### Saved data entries
//! Events emitted by the media worker toward the UI thread.

use crate::media::playback::DecodedClip;

pub enum MediaEvent {
    ClipLoaded(DecodedClip),
    /// Decode or read failure; the overlay degrades to an empty media
    /// frame with its controls intact.
    ClipFailed {
        reason: String,
    },
}
//! Media worker thread: reads and decodes the mentor clip off the UI
//! thread and reports the outcome as events. Fire-and-forget: no
//! control-flow path in the app awaits it.

use std::{fs, io::Cursor, thread};

use crossbeam_channel::{Receiver, Sender};
use image::{codecs::gif::GifDecoder, imageops::FilterType, AnimationDecoder, DynamicImage};

use crate::controller::events::MediaEvent;
use crate::media::commands::MediaCommand;
use crate::media::playback::{ClipFrame, DecodedClip};

/// Frames are downscaled to fit the overlay's bounded media frame.
const MAX_CLIP_DIMENSION: u32 = 480;

pub fn spawn_media_worker(cmd_rx: Receiver<MediaCommand>, event_tx: Sender<MediaEvent>) {
    thread::spawn(move || {
        while let Ok(cmd) = cmd_rx.recv() {
            match cmd {
                MediaCommand::LoadClip { path } => {
                    tracing::info!(path = %path.display(), "loading mentor clip");
                    let result = fs::read(&path)
                        .map_err(anyhow::Error::from)
                        .and_then(|bytes| decode_clip(&bytes));
                    match result {
                        Ok(clip) => {
                            tracing::info!(frames = clip.frames.len(), "mentor clip decoded");
                            let _ = event_tx.try_send(MediaEvent::ClipLoaded(clip));
                        }
                        Err(err) => {
                            tracing::warn!(
                                path = %path.display(),
                                error = %err,
                                "mentor clip unavailable; overlay will degrade to an empty frame"
                            );
                            let _ = event_tx.try_send(MediaEvent::ClipFailed {
                                reason: err.to_string(),
                            });
                        }
                    }
                }
            }
        }
        tracing::debug!("media command queue closed; worker exiting");
    });
}

pub fn decode_clip(bytes: &[u8]) -> anyhow::Result<DecodedClip> {
    let decoder = GifDecoder::new(Cursor::new(bytes))?;
    let frames = decoder.into_frames().collect_frames()?;
    if frames.is_empty() {
        anyhow::bail!("clip contains no frames");
    }

    let mut out_frames = Vec::with_capacity(frames.len());
    for frame in frames {
        let (num, den) = frame.delay().numer_denom_ms();
        let delay_ms = clip_frame_delay_ms(num, den);

        let image = DynamicImage::ImageRgba8(frame.into_buffer());
        let resized = if image.width().max(image.height()) > MAX_CLIP_DIMENSION {
            image.resize(MAX_CLIP_DIMENSION, MAX_CLIP_DIMENSION, FilterType::Triangle)
        } else {
            image
        };
        let rgba = resized.to_rgba8();
        out_frames.push(ClipFrame {
            width: rgba.width() as usize,
            height: rgba.height() as usize,
            rgba: rgba.into_raw(),
            delay_ms,
        });
    }

    Ok(DecodedClip { frames: out_frames })
}

/// Rounds the decoder's delay ratio to whole milliseconds, clamped to avoid
/// absurdly-fast frame spam and stuck frames.
fn clip_frame_delay_ms(num: u32, den: u32) -> u32 {
    if den == 0 {
        100
    } else {
        ((num as f32 / den as f32).round() as u32).clamp(20, 10_000)
    }
}
//! Dashboard screen: header with back control and the fixed card grid.

use eframe::egui;
use hub_core::{CardActivation, CardDescriptor, HubIntent};

use crate::ui::{theme, widgets};

pub fn show(ui: &mut egui::Ui, cards: &[CardDescriptor]) -> Option<HubIntent> {
    let mut intent = None;

    if widgets::screen_header(
        ui,
        "PRJCTR INSTITUTE",
        "Self-Service · AI mentors · course tools",
        "◀ Back",
    ) {
        intent = Some(HubIntent::Back);
    }

    ui.add_space(18.0);

    for (row_index, row) in cards.chunks(2).enumerate() {
        ui.columns(2, |columns| {
            for (column_index, card) in row.iter().enumerate() {
                let position = row_index * 2 + column_index;
                if let Some(card_intent) = show_card(&mut columns[column_index], card, position) {
                    intent = Some(card_intent);
                }
            }
        });
        ui.add_space(14.0);
    }

    intent
}

fn show_card(ui: &mut egui::Ui, card: &CardDescriptor, position: usize) -> Option<HubIntent> {
    let palette = theme::palette();
    let mut intent = None;

    egui::Frame::NONE
        .fill(palette.card_fill.gamma_multiply(0.85))
        .stroke(egui::Stroke::new(1.0, palette.card_stroke))
        .corner_radius(16.0)
        .inner_margin(egui::Margin::symmetric(16, 14))
        .show(ui, |ui| {
            ui.set_min_height(150.0);

            ui.horizontal(|ui| {
                ui.vertical(|ui| {
                    ui.label(
                        egui::RichText::new(card.tag.to_uppercase())
                            .small()
                            .color(palette.text_weak),
                    );
                    ui.label(
                        egui::RichText::new(card.title)
                            .strong()
                            .size(17.0)
                            .color(palette.text_primary),
                    );
                });
                ui.with_layout(egui::Layout::right_to_left(egui::Align::Min), |ui| {
                    ui.label(
                        egui::RichText::new(format!("{}", position + 1))
                            .small()
                            .color(palette.text_weak),
                    );
                });
            });

            ui.add_space(6.0);
            ui.label(egui::RichText::new(card.description).color(palette.text_weak));
            ui.add_space(10.0);

            ui.horizontal(|ui| {
                let activatable = card.activation() != CardActivation::Inert;
                let button = egui::Button::new(
                    egui::RichText::new(card.action_label)
                        .strong()
                        .color(palette.accent_text),
                )
                .fill(palette.accent.gamma_multiply(if activatable { 0.9 } else { 0.4 }))
                .corner_radius(999.0);
                if ui.add_enabled(activatable, button).clicked() {
                    intent = Some(HubIntent::ActivateCard(card.id));
                }
                ui.with_layout(egui::Layout::right_to_left(egui::Align::Center), |ui| {
                    ui.label(
                        egui::RichText::new(card.badge())
                            .small()
                            .color(palette.text_weak),
                    );
                });
            });
        });

    intent
}
//! Frame-based playback for the decoded mentor clip. Silent by
//! construction; playback never blocks or gates any state transition.

use egui::TextureHandle;

#[derive(Clone)]
pub struct ClipFrame {
    pub width: usize,
    pub height: usize,
    pub rgba: Vec<u8>,
    pub delay_ms: u32,
}

#[derive(Clone)]
pub struct DecodedClip {
    pub frames: Vec<ClipFrame>,
}

/// Lifecycle of the overlay's media frame. A failed load degrades to an
/// empty frame; the overlay's controls are unaffected.
pub enum ClipState {
    NotRequested,
    Loading,
    Ready(ClipPlayback),
    Failed(String),
}

pub struct ClipPlayback {
    frames: Vec<ClipFrame>,
    current_frame: usize,
    next_frame_at_secs: f64,
    started: bool,
    playing: bool,
    pub texture: Option<TextureHandle>,
}

impl ClipPlayback {
    /// Playback starts automatically once the clip is decoded.
    pub fn new(clip: DecodedClip) -> Self {
        Self {
            frames: clip.frames,
            current_frame: 0,
            next_frame_at_secs: 0.0,
            started: false,
            playing: true,
            texture: None,
        }
    }

    pub fn is_playing(&self) -> bool {
        self.playing
    }

    pub fn frame_count(&self) -> usize {
        self.frames.len()
    }

    pub fn current(&self) -> &ClipFrame {
        &self.frames[self.current_frame]
    }

    pub fn current_index(&self) -> usize {
        self.current_frame
    }

    /// Natural size of the clip, from the first frame.
    pub fn size(&self) -> (usize, usize) {
        let first = &self.frames[0];
        (first.width, first.height)
    }

    pub fn set_playing(&mut self, playing: bool, now: f64) {
        if playing && !self.playing {
            // Resume from the current frame; do not catch up on paused time.
            self.next_frame_at_secs = now + self.current_delay_secs();
        }
        self.playing = playing;
    }

    /// Rewinds to the first frame and resumes. Scheduling restarts from the
    /// next advance call's clock; the texture is dropped so the first frame
    /// is rebuilt immediately.
    pub fn restart(&mut self) {
        self.current_frame = 0;
        self.playing = true;
        self.started = false;
        self.texture = None;
    }

    /// Advances past due frames, looping at the end. Returns true when the
    /// displayed frame changed and the texture needs refreshing.
    pub fn advance(&mut self, now: f64) -> bool {
        if !self.playing || self.frames.len() <= 1 {
            return false;
        }
        if !self.started {
            self.started = true;
            self.next_frame_at_secs = now + self.current_delay_secs();
            return false;
        }

        let mut changed = false;
        while now >= self.next_frame_at_secs {
            self.current_frame = (self.current_frame + 1) % self.frames.len();
            self.next_frame_at_secs += self.current_delay_secs();
            changed = true;
        }
        changed
    }

    fn current_delay_secs(&self) -> f64 {
        self.frames[self.current_frame].delay_ms as f64 / 1000.0
    }
}

pub fn frame_color_image(frame: &ClipFrame) -> egui::ColorImage {
    egui::ColorImage::from_rgba_unmultiplied([frame.width, frame.height], &frame.rgba)
}
//! Mockup screen: bounded demo-video frame plus the external watch action.

use eframe::egui;
use hub_core::HubIntent;

use crate::ui::{theme, widgets};

pub fn show(ui: &mut egui::Ui) -> Option<HubIntent> {
    let palette = theme::palette();
    let mut intent = None;

    if widgets::screen_header(
        ui,
        "PRJCTR INSTITUTE · Mockup #1",
        "Demo video · YouTube",
        "◀ Back to dashboard",
    ) {
        intent = Some(HubIntent::Back);
    }

    ui.add_space(18.0);

    ui.vertical_centered(|ui| {
        // 16:9 frame bounded to the available width.
        let width = ui.available_width().clamp(320.0, 760.0);
        let (rect, _) =
            ui.allocate_exact_size(egui::vec2(width, width * 9.0 / 16.0), egui::Sense::hover());
        let painter = ui.painter();
        painter.rect_filled(rect, 18.0, palette.media_backdrop);
        painter.rect_stroke(
            rect,
            18.0,
            egui::Stroke::new(1.0, palette.card_stroke),
            egui::StrokeKind::Middle,
        );
        painter.text(
            rect.center(),
            egui::Align2::CENTER_CENTER,
            "Telegram Gamification — demo",
            egui::FontId::proportional(16.0),
            palette.text_weak,
        );

        ui.add_space(14.0);
        let button = egui::Button::new(
            egui::RichText::new("▶ Watch demo on YouTube")
                .strong()
                .color(palette.accent_text),
        )
        .fill(palette.accent)
        .corner_radius(999.0)
        .min_size(egui::vec2(240.0, 40.0));
        if ui.add(button).clicked() {
            intent = Some(HubIntent::OpenDemoVideo);
        }

        ui.add_space(6.0);
        ui.label(
            egui::RichText::new("The demo opens in your browser; full-screen is available there.")
                .small()
                .color(palette.text_weak),
        );
    });

    intent
}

### Task objective
Where does "while" occur in the data? Copy each line that has it.

### Your response
        while let Ok(cmd) = cmd_rx.recv() {
        while now >= self.next_frame_at_secs {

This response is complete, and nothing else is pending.